Astoundingly, the Federal Advisory Committee Act, designed precisely to prevent this sort of abuse, doesn’t apply, because - even though the results of the committee’s deliberations are almost always accepted by CMMS, the group isn’t technically an “advisory committee.” That’s because it it’s run by the AMA rather than by the agency. Given how thoroughly FACA screws up the process of getting outside information to federal decision-makers, to find that it doesn’t apply in the case where it most needs to apply is pretty scandalous.

And, while we’re on the topic of scandalous behavior, take a look at the story on precisely the same topic by Haley Sweetland Edwards in the current Washington Monthly, which showed up on line about three days ago.

No doubt it came as considerable shock to Peter Whoriskey and Dan Keating of the Post, and to their editors, to find that they’d been beaten like a drum by a little outfit that isn’t even subsidized by a test-prep company.

But they handled the situation with all the grace and style you’d expect of the newspaper that still runs Richard Cohen: they simply ignored it. No doubt most of their dead-tree readers will never know that they they “Exclusive” they’re reading is stale news.

There’s no issue of plagiarism here; the WaPo story must have been in the can for days before the WaMo story appeared. But surely both the reporters and the editors must have known that the the Edwards story had priority, unless the Post has become even more ingrown than it usually appears to be.

Would it really have killed them to give her, and the publication she writes for, some credit?

Update Actually, it’s worse than that.

Author: Mark Kleiman

Professor of Public Policy at the NYU Marron Institute for Urban Management and editor of the Journal of Drug Policy Analysis. Teaches about the methods of policy analysis about drug abuse control and crime control policy, working out the implications of two principles: that swift and certain sanctions don't have to be severe to be effective, and that well-designed threats usually don't have to be carried out.
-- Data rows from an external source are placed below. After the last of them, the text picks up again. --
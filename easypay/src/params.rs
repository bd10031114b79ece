//! Request parameters.
//!
//! Gateway requests are open string-keyed maps. [`Params`] is that map,
//! ordered by key so iteration already yields the canonical signing order.
//! [`PaymentArgs`] and [`ApiPaymentArgs`] cover the well-known payment
//! fields and keep an extension area for gateway-specific ones.

use std::{collections::BTreeMap, convert::Infallible, fmt, str::FromStr};

use rust_decimal::Decimal;

use crate::error::{GatewayError, Result};

/// A single parameter value.
///
/// [`ParamValue::Null`] and empty text are treated as absent: they are never
/// signed and never sent.
#[derive(Debug, Clone, PartialEq, Eq)]
pub enum ParamValue {
    /// Text value.
    Text(String),
    /// Integer value.
    Int(i64),
    /// Decimal value, rendered with its stored scale (`1.00` stays `1.00`).
    Decimal(Decimal),
    /// Explicitly absent value.
    Null,
}

impl ParamValue {
    /// Returns `true` for [`ParamValue::Null`] and empty text.
    #[must_use]
    pub fn is_empty(&self) -> bool {
        match self {
            Self::Text(s) => s.is_empty(),
            Self::Null => true,
            Self::Int(_) | Self::Decimal(_) => false,
        }
    }
}

impl fmt::Display for ParamValue {
    fn fmt(&self, f: &mut fmt::Formatter<'_>) -> fmt::Result {
        match self {
            Self::Text(s) => f.write_str(s),
            Self::Int(n) => write!(f, "{n}"),
            Self::Decimal(d) => write!(f, "{d}"),
            Self::Null => Ok(()),
        }
    }
}

impl From<&str> for ParamValue {
    fn from(value: &str) -> Self {
        Self::Text(value.to_owned())
    }
}

impl From<String> for ParamValue {
    fn from(value: String) -> Self {
        Self::Text(value)
    }
}

impl From<&String> for ParamValue {
    fn from(value: &String) -> Self {
        Self::Text(value.clone())
    }
}

impl From<i64> for ParamValue {
    fn from(value: i64) -> Self {
        Self::Int(value)
    }
}

impl From<u32> for ParamValue {
    fn from(value: u32) -> Self {
        Self::Int(i64::from(value))
    }
}

impl From<Decimal> for ParamValue {
    fn from(value: Decimal) -> Self {
        Self::Decimal(value)
    }
}

impl<T: Into<Self>> From<Option<T>> for ParamValue {
    fn from(value: Option<T>) -> Self {
        value.map_or(Self::Null, Into::into)
    }
}

/// Open parameter map, sorted by key.
///
/// Keys compare byte-wise, which is the order the gateway signs in.
///
/// # Examples
///
/// ```
/// use easypay::params::Params;
///
/// let mut params = Params::new();
/// params.insert("type", "alipay");
/// params.insert("money", "1.00");
/// params.insert("sitename", None::<String>);
///
/// let keys: Vec<&str> = params.iter().map(|(k, _)| k).collect();
/// assert_eq!(keys, ["money", "sitename", "type"]);
/// assert_eq!(params.non_empty().count(), 2);
/// ```
#[derive(Debug, Clone, Default, PartialEq, Eq)]
pub struct Params {
    inner: BTreeMap<String, ParamValue>,
}

impl Params {
    /// Creates an empty parameter map.
    #[must_use]
    pub fn new() -> Self {
        Self::default()
    }

    /// Inserts a value, replacing any previous value under `key`.
    pub fn insert(&mut self, key: impl Into<String>, value: impl Into<ParamValue>) {
        self.inner.insert(key.into(), value.into());
    }

    /// Returns the value stored under `key`.
    #[must_use]
    pub fn get(&self, key: &str) -> Option<&ParamValue> {
        self.inner.get(key)
    }

    /// Removes and returns the value stored under `key`.
    pub fn remove(&mut self, key: &str) -> Option<ParamValue> {
        self.inner.remove(key)
    }

    /// Returns `true` if `key` is present, even with an empty value.
    #[must_use]
    pub fn contains_key(&self, key: &str) -> bool {
        self.inner.contains_key(key)
    }

    /// Number of entries, empty ones included.
    #[must_use]
    pub fn len(&self) -> usize {
        self.inner.len()
    }

    /// Returns `true` if the map has no entries.
    #[must_use]
    pub fn is_empty(&self) -> bool {
        self.inner.is_empty()
    }

    /// Iterates over all entries in key order.
    pub fn iter(&self) -> impl Iterator<Item = (&str, &ParamValue)> {
        self.inner.iter().map(|(k, v)| (k.as_str(), v))
    }

    /// Iterates over entries whose value is not empty, in key order.
    pub fn non_empty(&self) -> impl Iterator<Item = (&str, &ParamValue)> {
        self.iter().filter(|(_, v)| !v.is_empty())
    }

    /// Overlays `self` on top of `defaults`.
    ///
    /// Entries in `self` win on collision, including empty ones, so a caller
    /// can suppress a default by passing an empty value.
    #[must_use]
    pub fn over(self, defaults: Self) -> Self {
        let mut merged = defaults;
        merged.inner.extend(self.inner);
        merged
    }
}

impl<K: Into<String>, V: Into<ParamValue>> FromIterator<(K, V)> for Params {
    fn from_iter<I: IntoIterator<Item = (K, V)>>(iter: I) -> Self {
        let mut params = Self::new();
        params.extend(iter);
        params
    }
}

impl<K: Into<String>, V: Into<ParamValue>> Extend<(K, V)> for Params {
    fn extend<I: IntoIterator<Item = (K, V)>>(&mut self, iter: I) {
        for (k, v) in iter {
            self.insert(k, v);
        }
    }
}

impl IntoIterator for Params {
    type IntoIter = std::collections::btree_map::IntoIter<String, ParamValue>;
    type Item = (String, ParamValue);

    fn into_iter(self) -> Self::IntoIter {
        self.inner.into_iter()
    }
}

/// Payment channel (`type` field).
#[derive(Debug, Clone, PartialEq, Eq)]
pub enum PaymentType {
    /// Alipay.
    Alipay,
    /// WeChat Pay.
    WxPay,
    /// QQ Wallet.
    QqPay,
    /// UnionPay / bank card.
    Bank,
    /// JD Pay.
    JdPay,
    /// Any other channel code the gateway accepts.
    Other(String),
}

impl PaymentType {
    /// Returns the wire code for this channel.
    #[must_use]
    pub fn as_str(&self) -> &str {
        match self {
            Self::Alipay => "alipay",
            Self::WxPay => "wxpay",
            Self::QqPay => "qqpay",
            Self::Bank => "bank",
            Self::JdPay => "jdpay",
            Self::Other(code) => code,
        }
    }
}

impl fmt::Display for PaymentType {
    fn fmt(&self, f: &mut fmt::Formatter<'_>) -> fmt::Result {
        f.write_str(self.as_str())
    }
}

impl FromStr for PaymentType {
    type Err = Infallible;

    fn from_str(s: &str) -> std::result::Result<Self, Self::Err> {
        Ok(match s {
            "alipay" => Self::Alipay,
            "wxpay" => Self::WxPay,
            "qqpay" => Self::QqPay,
            "bank" => Self::Bank,
            "jdpay" => Self::JdPay,
            other => Self::Other(other.to_owned()),
        })
    }
}

/// Client device hint for `mapi`.
#[derive(Debug, Clone, Copy, PartialEq, Eq)]
pub enum Device {
    /// Desktop browser.
    Pc,
    /// Mobile browser.
    Mobile,
    /// QQ in-app browser.
    Qq,
    /// WeChat in-app browser.
    Wechat,
    /// Alipay in-app browser.
    Alipay,
}

impl Device {
    /// Returns the wire code for this device.
    #[must_use]
    pub const fn as_str(&self) -> &'static str {
        match self {
            Self::Pc => "pc",
            Self::Mobile => "mobile",
            Self::Qq => "qq",
            Self::Wechat => "wechat",
            Self::Alipay => "alipay",
        }
    }
}

impl fmt::Display for Device {
    fn fmt(&self, f: &mut fmt::Formatter<'_>) -> fmt::Result {
        f.write_str(self.as_str())
    }
}

impl FromStr for Device {
    type Err = GatewayError;

    fn from_str(s: &str) -> Result<Self> {
        match s {
            "pc" => Ok(Self::Pc),
            "mobile" => Ok(Self::Mobile),
            "qq" => Ok(Self::Qq),
            "wechat" => Ok(Self::Wechat),
            "alipay" => Ok(Self::Alipay),
            other => Err(GatewayError::InvalidArgument(format!("unknown device: {other}"))),
        }
    }
}

/// Arguments for a payment (`pay` and `mapi`).
///
/// # Examples
///
/// ```
/// use easypay::params::{PaymentArgs, PaymentType};
///
/// let args = PaymentArgs::new(PaymentType::Alipay, "20240101001", "Test", "1.00".parse().unwrap())
///     .with_sitename("Demo Shop")
///     .with_field("attach", "order-42");
///
/// let params = args.to_params();
/// assert_eq!(params.get("type").unwrap().to_string(), "alipay");
/// assert_eq!(params.get("money").unwrap().to_string(), "1.00");
/// assert_eq!(params.get("attach").unwrap().to_string(), "order-42");
/// ```
#[derive(Debug, Clone)]
pub struct PaymentArgs {
    /// Payment channel (`type`).
    pub payment_type: PaymentType,
    /// Merchant order number (`out_trade_no`).
    pub out_trade_no: String,
    /// Product name (`name`).
    pub name: String,
    /// Amount (`money`). Not validated beyond what [`Decimal`] enforces.
    pub money: Decimal,
    /// Asynchronous notification URL, overriding the client default.
    pub notify_url: Option<String>,
    /// Browser return URL, overriding the client default.
    pub return_url: Option<String>,
    /// Site name shown on the cashier page.
    pub sitename: Option<String>,
    /// Opaque business parameter echoed back in notifications (`params`).
    pub params: Option<String>,
    /// Gateway-specific fields not covered above.
    pub extra: Params,
}

impl PaymentArgs {
    /// Creates payment arguments with the required fields.
    #[must_use]
    pub fn new(
        payment_type: PaymentType,
        out_trade_no: impl Into<String>,
        name: impl Into<String>,
        money: Decimal,
    ) -> Self {
        Self {
            payment_type,
            out_trade_no: out_trade_no.into(),
            name: name.into(),
            money,
            notify_url: None,
            return_url: None,
            sitename: None,
            params: None,
            extra: Params::new(),
        }
    }

    /// Sets the notification URL for this payment.
    #[must_use]
    pub fn with_notify_url(mut self, url: impl Into<String>) -> Self {
        self.notify_url = Some(url.into());
        self
    }

    /// Sets the return URL for this payment.
    #[must_use]
    pub fn with_return_url(mut self, url: impl Into<String>) -> Self {
        self.return_url = Some(url.into());
        self
    }

    /// Sets the site name.
    #[must_use]
    pub fn with_sitename(mut self, sitename: impl Into<String>) -> Self {
        self.sitename = Some(sitename.into());
        self
    }

    /// Sets the opaque business parameter.
    #[must_use]
    pub fn with_params(mut self, params: impl Into<String>) -> Self {
        self.params = Some(params.into());
        self
    }

    /// Adds a gateway-specific field.
    #[must_use]
    pub fn with_field(mut self, key: impl Into<String>, value: impl Into<ParamValue>) -> Self {
        self.extra.insert(key, value);
        self
    }

    /// Checks that the required text fields are present.
    ///
    /// # Errors
    ///
    /// Returns [`GatewayError::InvalidArgument`] if `type`, `out_trade_no` or
    /// `name` is empty.
    pub fn validate(&self) -> Result<()> {
        let required = [
            ("type", self.payment_type.as_str()),
            ("out_trade_no", self.out_trade_no.as_str()),
            ("name", self.name.as_str()),
        ];
        for (field, value) in required {
            if value.is_empty() {
                return Err(GatewayError::InvalidArgument(format!("{field} is required")));
            }
        }
        Ok(())
    }

    /// Converts the arguments into a parameter map.
    ///
    /// Extension fields are applied first; well-known fields overwrite them.
    /// Unset optional fields are left out so client defaults still apply.
    #[must_use]
    pub fn to_params(&self) -> Params {
        let mut params = self.extra.clone();
        params.insert("type", self.payment_type.as_str());
        params.insert("out_trade_no", &self.out_trade_no);
        params.insert("name", &self.name);
        params.insert("money", self.money);

        let optional = [
            ("notify_url", &self.notify_url),
            ("return_url", &self.return_url),
            ("sitename", &self.sitename),
            ("params", &self.params),
        ];
        for (key, value) in optional {
            if let Some(value) = value {
                params.insert(key, value);
            }
        }
        params
    }
}

/// Arguments for a direct API payment (`mapi`).
#[derive(Debug, Clone)]
pub struct ApiPaymentArgs {
    /// Common payment fields.
    pub payment: PaymentArgs,
    /// End-user IP address (`clientip`).
    pub clientip: Option<String>,
    /// End-user device (`device`).
    pub device: Option<Device>,
}

impl ApiPaymentArgs {
    /// Wraps payment arguments without device hints.
    #[must_use]
    pub fn new(payment: PaymentArgs) -> Self {
        Self { payment, clientip: None, device: None }
    }

    /// Sets the end-user IP address.
    #[must_use]
    pub fn with_clientip(mut self, clientip: impl Into<String>) -> Self {
        self.clientip = Some(clientip.into());
        self
    }

    /// Sets the end-user device.
    #[must_use]
    pub fn with_device(mut self, device: Device) -> Self {
        self.device = Some(device);
        self
    }

    /// Checks the required payment fields.
    ///
    /// # Errors
    ///
    /// See [`PaymentArgs::validate`].
    pub fn validate(&self) -> Result<()> {
        self.payment.validate()
    }

    /// Converts the arguments into a parameter map.
    #[must_use]
    pub fn to_params(&self) -> Params {
        let mut params = self.payment.to_params();
        if let Some(clientip) = &self.clientip {
            params.insert("clientip", clientip);
        }
        if let Some(device) = self.device {
            params.insert("device", device.as_str());
        }
        params
    }
}

impl From<PaymentArgs> for ApiPaymentArgs {
    fn from(payment: PaymentArgs) -> Self {
        Self::new(payment)
    }
}
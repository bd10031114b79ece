//! Gateway credentials and client configuration.
//!
//! A [`GatewayConfig`] is validated once when a client is built and never
//! changes afterwards. It can be built in code, parsed from TOML, read from a
//! file, or taken from the environment.
//!
//! ```toml
//! domain = "https://pay.example.com/"
//! pid = "1000"
//! key = "merchant-key"
//! notify_url = "https://shop.example.com/notify"
//! return_url = "https://shop.example.com/return"
//!
//! [http]
//! timeout_secs = 30
//! ```

use std::{env, fmt, path::Path};

use serde::Deserialize;
use tracing::warn;
use url::Url;

use crate::{
    error::{GatewayError, Result},
    transport::HttpConfig,
};

/// Environment variable holding the gateway domain.
pub const ENV_DOMAIN: &str = "EASYPAY_DOMAIN";
/// Environment variable holding the merchant id.
pub const ENV_PID: &str = "EASYPAY_PID";
/// Environment variable holding the merchant key.
pub const ENV_KEY: &str = "EASYPAY_KEY";
/// Environment variable holding the default notify URL.
pub const ENV_NOTIFY_URL: &str = "EASYPAY_NOTIFY_URL";
/// Environment variable holding the default return URL.
pub const ENV_RETURN_URL: &str = "EASYPAY_RETURN_URL";

/// Gateway credentials and transport settings.
///
/// The merchant key is redacted from `Debug` output.
#[derive(Clone, Deserialize)]
pub struct GatewayConfig {
    /// Gateway base URL. Trailing slashes are ignored.
    pub domain: String,

    /// Merchant id (`pid`).
    pub pid: String,

    /// Merchant key shared with the gateway.
    pub key: String,

    /// Default asynchronous notification URL.
    #[serde(default)]
    pub notify_url: Option<String>,

    /// Default browser return URL.
    #[serde(default)]
    pub return_url: Option<String>,

    /// HTTP transport settings.
    #[serde(default)]
    pub http: HttpConfig,
}

impl fmt::Debug for GatewayConfig {
    fn fmt(&self, f: &mut fmt::Formatter<'_>) -> fmt::Result {
        f.debug_struct("GatewayConfig")
            .field("domain", &self.domain)
            .field("pid", &self.pid)
            .field("key", &"[REDACTED]")
            .field("notify_url", &self.notify_url)
            .field("return_url", &self.return_url)
            .field("http", &self.http)
            .finish()
    }
}

impl GatewayConfig {
    /// Creates a configuration with default HTTP settings and no callback URLs.
    ///
    /// # Examples
    ///
    /// ```
    /// use easypay::GatewayConfig;
    ///
    /// let config = GatewayConfig::new("https://pay.example.com/", "1000", "testkey")
    ///     .with_notify_url("https://shop.example.com/notify");
    /// assert_eq!(config.base_url().unwrap(), "https://pay.example.com");
    /// ```
    #[must_use]
    pub fn new(domain: impl Into<String>, pid: impl Into<String>, key: impl Into<String>) -> Self {
        Self {
            domain: domain.into(),
            pid: pid.into(),
            key: key.into(),
            notify_url: None,
            return_url: None,
            http: HttpConfig::default(),
        }
    }

    /// Sets the default notification URL.
    #[must_use]
    pub fn with_notify_url(mut self, url: impl Into<String>) -> Self {
        self.notify_url = Some(url.into());
        self
    }

    /// Sets the default return URL.
    #[must_use]
    pub fn with_return_url(mut self, url: impl Into<String>) -> Self {
        self.return_url = Some(url.into());
        self
    }

    /// Replaces the HTTP transport settings.
    #[must_use]
    pub fn with_http(mut self, http: HttpConfig) -> Self {
        self.http = http;
        self
    }

    /// Parses and validates a TOML configuration.
    ///
    /// # Errors
    ///
    /// Returns [`GatewayError::InvalidConfig`] if parsing or validation fails.
    pub fn from_toml(toml_str: &str) -> Result<Self> {
        let config: Self = toml::from_str(toml_str)
            .map_err(|e| GatewayError::InvalidConfig(format!("invalid TOML config: {e}")))?;
        config.validate()?;
        Ok(config)
    }

    /// Reads, parses and validates a TOML configuration file.
    ///
    /// # Errors
    ///
    /// Returns [`GatewayError::InvalidConfig`] if the file cannot be read or is invalid.
    pub fn from_file<P: AsRef<Path>>(path: P) -> Result<Self> {
        let content = std::fs::read_to_string(path.as_ref()).map_err(|e| {
            GatewayError::InvalidConfig(format!(
                "cannot read config file {}: {e}",
                path.as_ref().display()
            ))
        })?;
        Self::from_toml(&content)
    }

    /// Builds a configuration from `EASYPAY_*` environment variables.
    ///
    /// `EASYPAY_DOMAIN`, `EASYPAY_PID` and `EASYPAY_KEY` are required;
    /// `EASYPAY_NOTIFY_URL` and `EASYPAY_RETURN_URL` are optional.
    ///
    /// # Errors
    ///
    /// Returns [`GatewayError::InvalidConfig`] if a required variable is
    /// missing or the result fails validation.
    pub fn from_env() -> Result<Self> {
        Self::from_lookup(|name| env::var(name).ok())
    }

    /// Builds a configuration from an arbitrary variable lookup.
    ///
    /// Same rules as [`GatewayConfig::from_env`]; empty values count as unset.
    ///
    /// # Errors
    ///
    /// Returns [`GatewayError::InvalidConfig`] if a required variable is
    /// missing or the result fails validation.
    pub fn from_lookup<F>(lookup: F) -> Result<Self>
    where
        F: Fn(&str) -> Option<String>,
    {
        let get = |name: &str| lookup(name).filter(|v| !v.is_empty());
        let require = |name: &str| {
            get(name).ok_or_else(|| {
                GatewayError::InvalidConfig(format!("environment variable {name} is not set"))
            })
        };

        let config = Self {
            domain: require(ENV_DOMAIN)?,
            pid: require(ENV_PID)?,
            key: require(ENV_KEY)?,
            notify_url: get(ENV_NOTIFY_URL),
            return_url: get(ENV_RETURN_URL),
            http: HttpConfig::default(),
        };
        config.validate()?;
        Ok(config)
    }

    /// Validates credentials, domain and HTTP settings.
    ///
    /// # Errors
    ///
    /// Returns [`GatewayError::InvalidConfig`] if:
    /// - `pid` or `key` is empty
    /// - `domain` is not an absolute `http`/`https` URL with a host
    /// - HTTP timeouts are out of range
    pub fn validate(&self) -> Result<()> {
        self.validated_base_url().map(drop)
    }

    /// Runs [`validate`](Self::validate) and returns the base URL.
    pub(crate) fn validated_base_url(&self) -> Result<String> {
        if self.pid.trim().is_empty() {
            return Err(GatewayError::InvalidConfig("pid must not be empty".to_owned()));
        }
        if self.key.is_empty() {
            return Err(GatewayError::InvalidConfig("key must not be empty".to_owned()));
        }
        let base_url = self.base_url()?;
        self.http.validate()?;
        Ok(base_url)
    }

    /// Returns the gateway base URL without trailing slashes.
    ///
    /// Plain `http` domains are accepted; many gateways run without TLS.
    /// A warning is logged for them since the merchant key travels in
    /// `api.php` requests.
    ///
    /// # Errors
    ///
    /// Returns [`GatewayError::InvalidConfig`] if the domain is not a valid
    /// `http`/`https` URL with a host.
    pub fn base_url(&self) -> Result<String> {
        let trimmed = self.domain.trim().trim_end_matches('/');
        let url = Url::parse(trimmed).map_err(|e| {
            GatewayError::InvalidConfig(format!("invalid domain '{}': {e}", self.domain))
        })?;

        match url.scheme() {
            "https" => {}
            "http" => warn!(domain = trimmed, "gateway domain does not use HTTPS"),
            other => {
                return Err(GatewayError::InvalidConfig(format!(
                    "domain must use http or https, got: {other}"
                )));
            }
        }

        if url.host_str().is_none_or(str::is_empty) {
            return Err(GatewayError::InvalidConfig(format!(
                "domain has no host: {}",
                self.domain
            )));
        }

        Ok(trimmed.to_owned())
    }
}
Books: Drugs and Drug Policy: What Everyone Needs to Know (with Jonathan Caulkins and Angela Hawken) When Brute Force Fails: How to Have Less Crime and Less Punishment (Princeton, 2009; named one of the "books of the year" by The Economist Against Excess: Drug Policy for Results (Basic, 1993) Marijuana: Costs of Abuse, Costs of Control (Greenwood, 1989) UCLA Homepage Curriculum Vitae Contact: Markarkleiman-at-gmail.com

6 thoughts on “Relative Value and journalistic values”

  1. I had the same reaction, but I wonder if that’s because we are academics and are expected to cite each others’ work? I find it graceless but maybe that’s how journalists treat each other.

    It is not unlikely given the overlap in the interviewees that the two outlets heard the other was snooping around this story. Must have been significant pressure if so on Haley as a one-person operation to get the story out before the Post’s team.

  2. It’s even worse than you described. I saw the Washington Monthly article online at least a couple of weeks ago, available from a link in their blog.

  3. The Washington Post got a Pulitzer in 2007 for their “exclusive” reporting “exposing” abuses at Walter Reed - essentially re-reporting (and expanding) a story that had been fairly well covered in Salon in 2004-5. The Post articles did not as I recall mention the reporting in Salon. Seems to work.

  4. Just saw your post Mark! I can confirm that both stories have been in the works independently for sometime, any similarity to other stories living or dead is purely coincidental : )

  5. When I worked at a trade magazine, it was pretty common to see our work re-reported and put under some major reporter’s byline. Occasionally, when the re-reporting was too thin we managed to extort a reference out of them. I shocked, shocked to see that none of the plagiarism cops have bothered with any of this.